One reform is to replace Disability Living Allowance (designed to meet the actual costs of living with a disability) with the Personal Independence Payment, cutting the caseload by 20 per cent. But disabled people are more likely to be workless, so may have other benefits cut as well.

Government ministers have spent months telling us that their benefit reforms mean work will always pay; but the report makes one thing perfectly clear: It doesn’t. More than half of children and working-age adults in poverty live in a working household.

So what are they achieving by depressing benefit payments, other than condemning those who rely on state payments, who have paid into state systems throughout their working lives, and who have reason to expect those systems to support them during hardship, to destitution, health risks and possibly death (for reasons explored in other articles on this blog)?

Not a lot.

“The ‘low-pay, no-pay’ jobs market keeps millions in poverty and holds the economy back,” states the Joseph Rowntree Foundation report. “Work should always be a route out of poverty but it is not. Changing the benefits system will not solve problems such as in-work poverty, increasing underemployment and rising health inequalities.”

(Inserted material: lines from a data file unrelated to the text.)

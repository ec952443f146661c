//! One-shot "compare this after sign-in" slot.

use crate::store::{load_collection, save_collection, LocalStore, StoreError, PENDING_PRESELECT_KEY};

/// Remembers a product id chosen by an anonymous user so it can be
/// preselected once they sign in. Stored as a one-element JSON array.
#[derive(Debug)]
pub struct PendingPreselect<S> {
    store: S,
}

impl<S: LocalStore> PendingPreselect<S> {
    pub fn new(store: S) -> Self {
        Self { store }
    }

    /// Records `product_id`, replacing any earlier pending value.
    ///
    /// # Errors
    ///
    /// Returns [`StoreError`] if the value cannot be written.
    pub fn set(&self, product_id: i64) -> Result<(), StoreError> {
        save_collection(&self.store, PENDING_PRESELECT_KEY, &[product_id])
    }

    #[must_use]
    pub fn peek(&self) -> Option<i64> {
        load_collection::<i64, _>(&self.store, PENDING_PRESELECT_KEY)
            .first()
            .copied()
    }

    /// Returns the pending id and clears the slot.
    ///
    /// # Errors
    ///
    /// Returns [`StoreError`] if the slot cannot be cleared.
    pub fn take(&self) -> Result<Option<i64>, StoreError> {
        let pending = self.peek();
        self.store.remove(PENDING_PRESELECT_KEY)?;
        Ok(pending)
    }
}

#[cfg(test)]
mod tests {
    use super::*;
    use crate::store::MemoryStore;

    #[test]
    fn take_consumes_pending_value() {
        let store = MemoryStore::new();
        let slot = PendingPreselect::new(&store);
        slot.set(2).unwrap();
        assert_eq!(slot.peek(), Some(2));
        assert_eq!(slot.take().unwrap(), Some(2));
        assert_eq!(slot.take().unwrap(), None);
    }

    #[test]
    fn set_replaces_previous_value() {
        let store = MemoryStore::new();
        let slot = PendingPreselect::new(&store);
        slot.set(1).unwrap();
        slot.set(3).unwrap();
        assert_eq!(slot.peek(), Some(3));
    }

    #[test]
    fn corrupt_value_reads_as_none() {
        let store = MemoryStore::new();
        store.write(PENDING_PRESELECT_KEY, "\"abc\"").unwrap();
        let slot = PendingPreselect::new(&store);
        assert_eq!(slot.peek(), None);
    }
}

It states that 6.1 million working households are in poverty, so in-work poverty now exceeds workless poverty, which stands at 5.1 million households. That’s 11.2 million households – family groups – earning below 60 per cent of average income. Could that mean maybe a third of the total population is in poverty, due to current government policies?

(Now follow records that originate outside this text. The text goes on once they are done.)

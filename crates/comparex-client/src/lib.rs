//! Typed HTTP client for the CompareX API, plus the last-request-wins guard
//! used when several catalog reloads are in flight at once.

mod client;
mod error;
pub mod generation;

pub use client::{ApiClient, HealthStatus, ListParams};
pub use error::ClientError;
pub use generation::{CatalogFeed, LatestResult, ReloadOutcome, Ticket};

The proportion of working age adults without children in poverty has risen steadily, from seven per cent in 1981 to 20 per cent in 2010/11. The number of working-age adults in low-income, in-work households has also increased. As pensioner poverty is now at low levels, the rate of in-work poverty is the most distinctive characteristic of poverty today.

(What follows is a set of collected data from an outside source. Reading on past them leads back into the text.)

//! `GET /api/products/{id}/price-comparison`.
//!
//! Offers are simulated, not fetched from retailers. A cached set in
//! `product_prices` wins over generation; otherwise a fresh set is drawn
//! from the fixed retailer table and, when `price_cache_write` is on,
//! written back for later requests.

use axum::{
    extract::{Path, State},
    Extension, Json,
};
use chrono::Utc;
use comparex_core::{
    pricing::{simulate_comparison, thread_draw},
    OfferSource, PriceComparison, PriceOffer, Product, RETAILERS,
};

use crate::middleware::RequestId;

use super::{
    map_core_error, map_db_error, map_product_error, parse_product_id, ApiError, ApiResponse,
    AppState, ResponseMeta,
};

pub(super) async fn price_comparison(
    State(state): State<AppState>,
    Extension(req_id): Extension<RequestId>,
    Path(raw_id): Path<String>,
) -> Result<Json<ApiResponse<PriceComparison>>, ApiError> {
    let rid = &req_id.0;
    let id = parse_product_id(rid, &raw_id)?;

    let product = comparex_db::get_product(&state.pool, id)
        .await
        .map_err(|e| map_product_error(rid.clone(), id, &e))?;

    let cached = comparex_db::list_product_prices(&state.pool, id)
        .await
        .map_err(|e| map_db_error(rid.clone(), &e))?;

    let comparison = if cached.is_empty() {
        let generated = generate(&product).map_err(|e| map_core_error(rid.clone(), &e))?;
        if state.price_cache_write {
            write_through(&state, id, &generated.prices).await;
        }
        generated
    } else {
        let offers: Vec<PriceOffer> = cached.into_iter().map(PriceOffer::from).collect();
        PriceComparison::assemble(&product, offers, OfferSource::Cached, Utc::now())
            .map_err(|e| map_core_error(rid.clone(), &e))?
    };

    tracing::info!(
        product_id = id,
        source = ?comparison.source,
        best_platform = %comparison.best_price.platform,
        best_price = comparison.best_price.price,
        savings = comparison.savings,
        "price comparison served"
    );

    Ok(Json(ApiResponse {
        data: comparison,
        meta: ResponseMeta::new(req_id.0),
    }))
}

// The thread-local RNG is not `Send`, so it must not live across an await.
fn generate(product: &Product) -> Result<PriceComparison, comparex_core::CoreError> {
    let mut draw = thread_draw();
    simulate_comparison(product, &RETAILERS, &mut draw, Utc::now())
}

/// Cache failures are logged; the caller still gets the generated set.
async fn write_through(state: &AppState, product_id: i64, offers: &[PriceOffer]) {
    match comparex_db::replace_product_prices(&state.pool, product_id, offers).await {
        Ok(written) => tracing::debug!(product_id, written, "cached generated offers"),
        Err(e) => tracing::warn!(product_id, error = %e, "failed to cache generated offers"),
    }
}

Of those in work, 6.4 million lack the work they want. There are 1.4 million part-time workers who actually want full-time work. This is the highest figure in 20 years. You won’t hear a government representative talking about this when they trumpet their latest employment figures, and it’s always up to the news organisations to sift out how many jobs are part-time.

Only 18 per cent of people are said to be in low income at any one time – but an entire third of the population experience at least one period of low income within any four-year period; 11 per cent are in low income for more than half of that time.

Poverty is no longer concentrated in the social rented sector – people who bought their houses, thinking their wages would be able to support this, have been proved wrong as salaries have tumbled.

The number of underemployed people in the first half of 2012 was 6.4 million, comprising unemployed people (2.6 million); economically inactive people who want work (2.4 million); and people working part-time because they cannot find full-time work (1.4 million).   Underemployment increased since 2009 due to a rise of 500,000 in the number of people working part-time but wanting full-time work.

Most jobs are short-term now; around 42 per cent of Jobseekers’ Allowance claims from the first quarter of 2012 were made within six months of a previous claim.

Unemployment has remained static in the last three years – despite government claims – because employees have been willing to take fewer hours. This means they have accepted less work, and therefore less pay, in order to keep their jobs. How does the government reconcile that with its claim that it is making work pay?

Real people, experiencing these real deprivations, have a different view. As Jane Walters commented on a different article in this blog: “Employers … are making huge profits out of paying people less wages than they need to live on.”

Oh, and even though the disabled are more likely to be out of work than able-bodied people, more disabled people were in work than in the past. Considering the way the government has painted the disabled as workshy scroungers since it came into office, I believe the appropriate expression is “That’s really p*ssed on Iain Duncan Smith’s chips”.